Plessy v. Ferguson (1896): Plessy, the petitioner, was a citizen of the United States and resident of the State of Louisiana. He was of mixed descent, in the proportion of seven eights Caucasian and one eighth African blood. The mixture of colored blood was not discernible in him. One fine day, he purchased a first class railway ticket to travel from New Orleans to Covington (both in the same state). Thereafter, he took possession of a vacant seat in a coach where passengers of the white race were accommodated. The petitioner was required by the conductor (under penalty of ejection from the said train and imprisonment) to vacate the said coach and take a seat in a coach assigned to people not of the white race. This behavior was based on an Act passed by the state of Louisiana providing for separate railway carriages for the white and coloured races. The petitioner refused to vacate the seat and thereafter was forcibly ejected out and imprisoned. The petitioner was brought before the court for the commencement of trial. After the trial judge refused to give heed to his arguments, Plessy sought a writ of prohibition against the said judge. The court essentially considered the constitutionality of the Act passed by the Louisiana assembly. The first section of the said statute read:

All railway companies carrying passengers in their coaches in this state, shall provide equal but separate accommodations for the white, and colored races, by providing two or more passenger coaches for each passenger train, or by dividing the passenger coaches by a partition so as to secure separate accommodations; No person or persons shall be permitted to occupy seats in coaches, other than the ones assigned to them, on account of the race they belong to.”

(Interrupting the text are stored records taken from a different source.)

use async_trait::async_trait;

use crate::a2a::Task;
use crate::errors::BridgeResult;

/// Persistence contract for task snapshots.
///
/// Backends key snapshots by task id and support lookup by id and by
/// conversation context. `save` is an upsert guarded by the task's
/// `revision` field:
///
/// - a revision **below** the stored one is stale and must be rejected
///   with [`BridgeError::VersionConflict`](crate::errors::BridgeError),
///   never merged or silently applied;
/// - a revision **equal** to the stored one is an idempotent no-op, so
///   at-least-once write retries are safe;
/// - a revision **above** the stored one replaces the snapshot.
///
/// Reads return the most recently committed snapshot. Stale reads across
/// processes are acceptable (eventual consistency), but a `get` after a
/// successful `save` in the same process must return the just-written
/// value.
///
/// Expiry and eviction (TTL or capacity) are the backend's concern; the
/// adapter never deletes live tasks itself. Concurrent `save` calls for
/// different task ids must never interfere.
#[async_trait]
pub trait TaskStore: Send + Sync {
    /// Fetch a snapshot by task id. `Ok(None)` when unknown or expired.
    async fn get(&self, task_id: &str) -> BridgeResult<Option<Task>>;

    /// Upsert a snapshot, enforcing the revision rules above.
    async fn save(&self, task: &Task) -> BridgeResult<()>;

    /// All snapshots belonging to a conversation context, newest first.
    async fn find_by_context(&self, context_id: &str) -> BridgeResult<Vec<Task>>;

    /// Remove a snapshot. Idempotent; unknown ids succeed silently.
    async fn delete(&self, task_id: &str) -> BridgeResult<()>;
}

The court said, “Slavery implies involuntary servitude, i.e., a state of bondage, the ownership of mankind as a chattel and the absence of a legal right to the disposal of his own person, property, and services.” The court said that what happened with Plessy did not tag him with a badge of slavery. It is an ordinary civil injury cognizable by the laws of the state. A mere legal distinction between the white and coloured races has no tendency to destroy the legal equality of the two races. Interstate commerce may still be governed directly by a Federal Statute. However, for Intrastate commerce, States do have some freedom, which of course must be utilized in a reasonable manner. The court said that the enforced separation of the races, as applied to the internal commerce of the state, neither abridges the privileges or immunities of the coloured man, deprives him of his property without due process of law, nor denies him the equal protection of the laws, within the meaning of the fourteenth amendment. Every exercise of power must be reasonable and extended only to such laws as are enacted in good faith for the promotion of public good, and not for the annoyance or oppression of a particular class. Then, the question was, is the Louisiana legislation reasonable? The court answered this in the affirmative and in effect laid the foundation for “separate but equal” treatment of negros.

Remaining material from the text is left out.